“Dove non possono le parole abbiamo bisogno di simboli” La pietra d’inciampo per Richetti fotogallery video

Piacenza dedica una pietra d’inciampo a Enrico Richetti, commerciante ebreo vittima delle leggi antisemite. Di origine goriziana, Richetti si trasferì a Piacenza dove aprì un negozio di macchine da scrivere, “Everest”, all’inizio di via XX Settembre. In quello stesso posto, all’ingresso della Galleria San Francesco, venerdì 14 settembre è stata inaugurata la pietra d’inciampo a lui dedicata, alla presenza della sindaca di Piacenza Katia Tarasconi. Sono intervenuti la professoressa Licia Gardella, ex preside del Liceo Respighi, che per prima, con il contributo di ricerca storica del giornalista Ippolito Negri, avanzò la proposta, l’ex sindaco Patrizia Barbieri e il nipote (e omonimo) di Enrico Richetti, in rappresentanza della famiglia. Presenti alla cerimonia anche il vescovo di Piacenza-Bobbio monsignor Adriano Cevolotto, il presidente della comunità ebraica di Parma e Piacenza Riccardo Joshua Moretti, la presidente del Consiglio comunale Paola Gazzolo, gli assessori Fiazza e Dadati e alcuni consiglieri comunali.

“Le pagine più buie della storia – afferma Tarasconi – ci consegnano degli insegnamenti come eredità civile e morale da onorare ogni giorno. Ogni volta che ciascuno di noi passerà qui accanto, posando lo sguardo su questo piccolo blocco di ottone, incrocerà idealmente il percorso di Enrico Richetti che proprio qui, nel 1939, aveva aperto un negozio di macchine da scrivere”. “Definiamo spesso di brutalità indicibile – prosegue – l’ideologia nazifascista dello sterminio di massa, delle persecuzioni antisemite, delle camere a gas come icona di un’umanità calpestata nella sua più intima e profonda dignità.
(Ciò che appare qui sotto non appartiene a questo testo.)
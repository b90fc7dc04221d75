//! Tests for elementwise arithmetic and its size checking

#[cfg(test)]
mod tests {
    use tilemaker::TileError;
    use tilemaker::raster::Image;
    use tilemaker::raster::ops::{add, div, mul};

    fn planar(height: usize, width: usize, depth: usize, values: &[f32]) -> Image {
        Image::from_planar(height, width, depth, values.to_vec()).expect("valid planar data")
    }

    // Tests in-place add, multiply, and divide
    // Verified by swapping operand order in the closures
    #[test]
    fn test_basic_arithmetic() {
        let operand = planar(1, 2, 2, &[2.0, 4.0, 0.5, -1.0]);

        let mut sum = planar(1, 2, 2, &[1.0, 1.0, 1.0, 1.0]);
        add(&mut sum, &operand).expect("equal sizes");
        assert_eq!(sum.to_planar_vec(), vec![3.0, 5.0, 1.5, 0.0]);

        let mut product = planar(1, 2, 2, &[3.0, 0.5, 4.0, 2.0]);
        mul(&mut product, &operand).expect("equal sizes");
        assert_eq!(product.to_planar_vec(), vec![6.0, 2.0, 2.0, -2.0]);

        let mut quotient = planar(1, 2, 2, &[8.0, 2.0, 1.0, 3.0]);
        div(&mut quotient, &operand).expect("equal sizes");
        assert_eq!(quotient.to_planar_vec(), vec![4.0, 0.5, 2.0, -3.0]);
    }

    // Tests only element counts must match, pairing happens in planar order
    // Verified by zipping by (plane, row, column) coordinates
    #[test]
    fn test_different_shapes_same_count() {
        let values: Vec<f32> = (0..12).map(|v| v as f32).collect();
        let mut target = planar(2, 3, 2, &[1.0; 12]);
        let operand = planar(3, 2, 2, &values);

        add(&mut target, &operand).expect("counts match");

        let expected: Vec<f32> = values.iter().map(|v| v + 1.0).collect();
        assert_eq!(target.to_planar_vec(), expected);
        assert_eq!(
            (target.height(), target.width(), target.depth()),
            (2, 3, 2)
        );
    }

    // Tests 12 vs 16 elements is a size mismatch that mutates nothing
    // Verified by checking the size after applying the operation
    #[test]
    fn test_size_mismatch_leaves_buffers_untouched() {
        let mut target = planar(2, 2, 3, &[0.5; 12]);
        let mut operand = planar(2, 2, 4, &[2.0; 16]);
        let (target_before, operand_before) = (target.clone(), operand.clone());

        for result in [
            add(&mut target, &operand),
            mul(&mut target, &operand),
            div(&mut target, &operand),
            add(&mut operand, &target),
        ] {
            match result {
                Err(TileError::SizeMismatch { left, right, .. }) => {
                    assert!(matches!((left, right), (12, 16) | (16, 12)));
                }
                other => unreachable!("expected SizeMismatch, got {other:?}"),
            }
        }

        assert_eq!(target, target_before);
        assert_eq!(operand, operand_before);
    }

    // Tests division by zero propagates IEEE results
    // Verified by clamping the divisor
    #[test]
    fn test_division_by_zero_propagates() {
        let mut target = planar(1, 3, 1, &[1.0, -1.0, 0.0]);
        let zeros = planar(1, 3, 1, &[0.0, 0.0, 0.0]);

        div(&mut target, &zeros).expect("equal sizes");
        let values = target.to_planar_vec();

        assert_eq!(values.first().copied(), Some(f32::INFINITY));
        assert_eq!(values.get(1).copied(), Some(f32::NEG_INFINITY));
        assert!(values.get(2).is_some_and(|v| v.is_nan()));
    }
}
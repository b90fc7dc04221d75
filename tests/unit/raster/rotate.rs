//! Tests for the standalone rotation primitive

#[cfg(test)]
mod tests {
    use std::f32::consts::{FRAC_PI_2, PI};
    use tilemaker::raster::Image;
    use tilemaker::raster::rotate::rotate;

    fn marker(height: usize, width: usize, at: (usize, usize)) -> Image {
        Image::from_fn(height, width, 2, |_, y, x| {
            if (y, x) == at { 1.0 } else { 0.0 }
        })
        .expect("allocation should succeed")
    }

    // Tests zero angle is the identity
    // Verified by transposing in the inverse mapping
    #[test]
    fn test_zero_angle_identity() {
        let src = Image::from_fn(4, 5, 3, |z, y, x| (z * 20 + y * 5 + x) as f32)
            .expect("allocation should succeed");

        assert_eq!(rotate(&src, 0.0).expect("finite angle"), src);
    }

    // Tests a quarter turn moves right-middle to bottom-middle
    // Verified by negating the angle
    #[test]
    fn test_quarter_turn_clockwise_on_screen() {
        let rotated = rotate(&marker(3, 3, (1, 2)), FRAC_PI_2).expect("finite angle");

        for z in 0..2 {
            assert_eq!(rotated.get(z, 2, 1), Some(1.0));
            assert_eq!(rotated.get(z, 1, 2), Some(0.0));
        }
    }

    // Tests a half turn swaps opposite corners
    // Verified by rotating about the origin instead of the centre
    #[test]
    fn test_half_turn() {
        let rotated = rotate(&marker(3, 3, (0, 0)), PI).expect("finite angle");

        assert_eq!(rotated.get(0, 2, 2), Some(1.0));
        assert_eq!(rotated.get(0, 0, 0), Some(0.0));
    }

    // Tests pixels sourced from outside the image become zero
    // Verified by clamping source coordinates to the edge
    #[test]
    fn test_uncovered_pixels_are_zero() {
        let mut src = Image::allocate(2, 4, 1).expect("allocation should succeed");
        src.fill(1.0);

        let rotated = rotate(&src, FRAC_PI_2).expect("finite angle");

        assert_eq!((rotated.height(), rotated.width()), (2, 4));
        assert_eq!(rotated.get(0, 0, 0), Some(0.0));
        assert_eq!(rotated.get(0, 0, 1), Some(1.0));
    }

    // Tests non-finite angles are rejected
    // Verified by removing the finiteness check
    #[test]
    fn test_non_finite_angle() {
        let src = marker(2, 2, (0, 0));
        assert!(rotate(&src, f32::NAN).is_err());
        assert!(rotate(&src, f32::INFINITY).is_err());
    }
}
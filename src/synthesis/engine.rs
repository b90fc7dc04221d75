//! Windowed overlap-add reconstruction on a toroidal canvas
//!
//! Every grid cell contributes a resized, Gaussian-windowed copy of the source.
//! Contributions and their window weights are accumulated with wrap-around
//! addressing, so content leaving one edge re-enters at the opposite edge and
//! the result tiles against copies of itself. Dividing by the accumulated
//! weight turns the weighted sum back into intensities.
//!
//! Tiles for a batch of cells are prepared in parallel, then accumulated strictly
//! in traversal order: distinct cells can write the same canvas pixel, and a fixed
//! summation order keeps results bit-identical for a given seed.

use crate::io::error::{Result, TileError};
use crate::math::random::JitterSource;
use crate::math::wrap;
use crate::raster::Image;
use crate::raster::ops::{div, mul};
use crate::raster::resample::resize;
use crate::raster::window::gaussian_window;
use crate::synthesis::args::TileArgs;
use crate::synthesis::placement::{CellPlan, plan_cells};
use ndarray::Zip;
use rayon::prelude::*;

/// Synthesize a seamlessly tileable image with the shape of `src`
///
/// # Errors
///
/// Returns an error if:
/// - `args` fail validation or the canvas is smaller than the grid
/// - Scale jitter collapses a tile to zero size
/// - Some pixel receives no usable window weight, because tiles shrunk below
///   their cells leave gaps or `blur` is so small the window underflows
/// - A buffer cannot be allocated
pub fn synthesize(src: &Image, args: &TileArgs, rng: &mut JitterSource) -> Result<Image> {
    synthesize_with_progress(src, args, rng, |_, _| {})
}

/// Synthesize while reporting `(cells_done, cells_total)` after each grid cell
///
/// All parameters and per-cell plans are checked before the canvas is written,
/// and coverage is checked before normalising, so an error never leaves a
/// partially composited or NaN-filled result behind.
///
/// # Errors
///
/// Returns an error under the same conditions as [`synthesize`]
pub fn synthesize_with_progress<F>(
    src: &Image,
    args: &TileArgs,
    rng: &mut JitterSource,
    mut on_cell: F,
) -> Result<Image>
where
    F: FnMut(usize, usize),
{
    args.validate()?;
    let geometry = args.resolve_geometry(src.height(), src.width())?;
    let plans = plan_cells(&geometry, args, rng)?;

    let (height, width, depth) = (src.height(), src.width(), src.depth());

    // Alpha and any extra planes start at zero; channels 0..3 take the background
    let mut destination = Image::allocate(height, width, depth)?;
    destination.fill(0.0);
    for (channel, value) in args.bg_color.channels().into_iter().enumerate().take(depth) {
        destination.fill_channel(value, channel)?;
    }

    let mut accumulator = Image::allocate(height, width, depth)?;
    accumulator.fill(0.0);

    let total = plans.len();
    let mut done = 0;
    // Bounds how many prepared tiles are alive at once
    let batch = rayon::current_num_threads().max(1);
    for chunk in plans.chunks(batch) {
        let tiles = chunk
            .par_iter()
            .map(|plan| weighted_tile(src, plan, args.blur))
            .collect::<Result<Vec<_>>>()?;

        for (plan, (tile, mask)) in chunk.iter().zip(&tiles) {
            accumulate(plan, tile, mask, &mut destination, &mut accumulator);
            done += 1;
            on_cell(done, total);
        }
    }

    check_coverage(&accumulator)?;
    div(&mut destination, &accumulator)?;

    Ok(destination)
}

// Weights are identical across planes, so plane 0 stands for all of them.
// Zero and subnormal totals come from gaps between shrunken tiles or from
// window falloff underflowing at small blur.
fn check_coverage(accumulator: &Image) -> Result<()> {
    let uncovered = accumulator.plane(0).map_or(0, |weights| {
        weights
            .iter()
            .filter(|&&weight| weight.is_nan() || weight < f32::MIN_POSITIVE)
            .count()
    });

    if uncovered > 0 {
        return Err(TileError::IncompleteCoverage {
            uncovered,
            total: accumulator.height() * accumulator.width(),
        });
    }
    Ok(())
}

// Resized source premultiplied by its window, plus the window itself
fn weighted_tile(src: &Image, plan: &CellPlan, blur: f32) -> Result<(Image, Image)> {
    let mut tile = resize(src, plan.tile_height, plan.tile_width)?;
    let mut mask = Image::allocate(plan.tile_height, plan.tile_width, src.depth())?;
    gaussian_window(&mut mask, blur, 1.0)?;
    mul(&mut tile, &mask)?;

    // plan.rotation is drawn but never applied to tile or mask
    Ok((tile, mask))
}

fn accumulate(
    plan: &CellPlan,
    tile: &Image,
    mask: &Image,
    destination: &mut Image,
    accumulator: &mut Image,
) {
    let (height, width) = (destination.height(), destination.width());
    let mut canvas = destination.view_mut();
    let mut weights = accumulator.view_mut();

    Zip::indexed(tile.view())
        .and(mask.view())
        .for_each(|(z, y, x), &sample, &weight| {
            let dest_y = wrap(y as i64 + plan.y_offset, height);
            let dest_x = wrap(x as i64 + plan.x_offset, width);
            if let Some(value) = canvas.get_mut((z, dest_y, dest_x)) {
                *value += sample;
            }
            if let Some(total) = weights.get_mut((z, dest_y, dest_x)) {
                *total += weight;
            }
        });
}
E laddove non possono arrivare le parole, se non quelle che ci sono state lasciate dai testimoni e da coloro che sopravvissero a quell’orrore, abbiamo bisogno di simboli. E questo è un simbolo. Sento di dare voce a tutti i nostri concittadini che credono nella convivenza civile, nel pluralismo, nel rispetto reciproco e nel dialogo tra le differenze come strumenti di pace nel dire che il nome di Enrico, così come ognuno di quelli sulle 70mila pietre d’inciampo diffuse in tutta Europa, racchiude tutti i nomi che non conosciamo”.

Pietra d'inciampo Richetti

La pietra d’inciampo è un’iniziativa – ideata dall’artista tedesco Gunter Demning e cominciata nel 1992 – volta a “inserire” il ricordo delle vittime della Shoah nel tessuto urbano. Quella intitolata a Enrico Richetti è la prima pietra d’inciampo installata all’interno del Comune di Piacenza. Nel numero di marzo 2022 del periodico della Banca di Piacenza Bancaflash, Andrea Tinelli traccia un ricordo di Enrico Richetti. “Siamo nel 1943-44 – racconta – mio fratello Lodovico, ancora studente, al pomeriggio iniziò a lavorare per Richetti, che finita la scuola lo prese a tempo pieno. Tra i due nacque una stima reciproca, con il signor Enrico che gli insegnava il mestiere con amore. Lodovico ne parlava in termini entusiastici. Anch’io ebbi occasione di vederlo un paio di volte, ma avevo solo 9 anni. Mio fratello, grazie a Richetti, si appassionò alle macchine da scrivere e da calcolo tanto che, oltre a farne il suo lavoro, ne divenne un accanito raccoglitore”. Nel 1944 Richetti venne arrestato su ordine della Repubblica Sociale Italiana. “Voleva raggiungere il fratello al Sud (dove già c’erano gli americani) – dice ancora Tinelli a Bancaflash – ma commise l’errore, fermandosi in un albergo a Pontremoli, di lasciare le sue vere generalità. Intercettato, fu tradotto nel carcere di Firenze e poi accompagnato a Piacenza”. Fu solo l’inizio del calvario: da Piacenza fu deportato nel campo di prigionia di Fossoli, poi a Verona, e infine ad Auschwitz e a Dachau, dove morì, a soli 34 anni, il 6 gennaio 1945.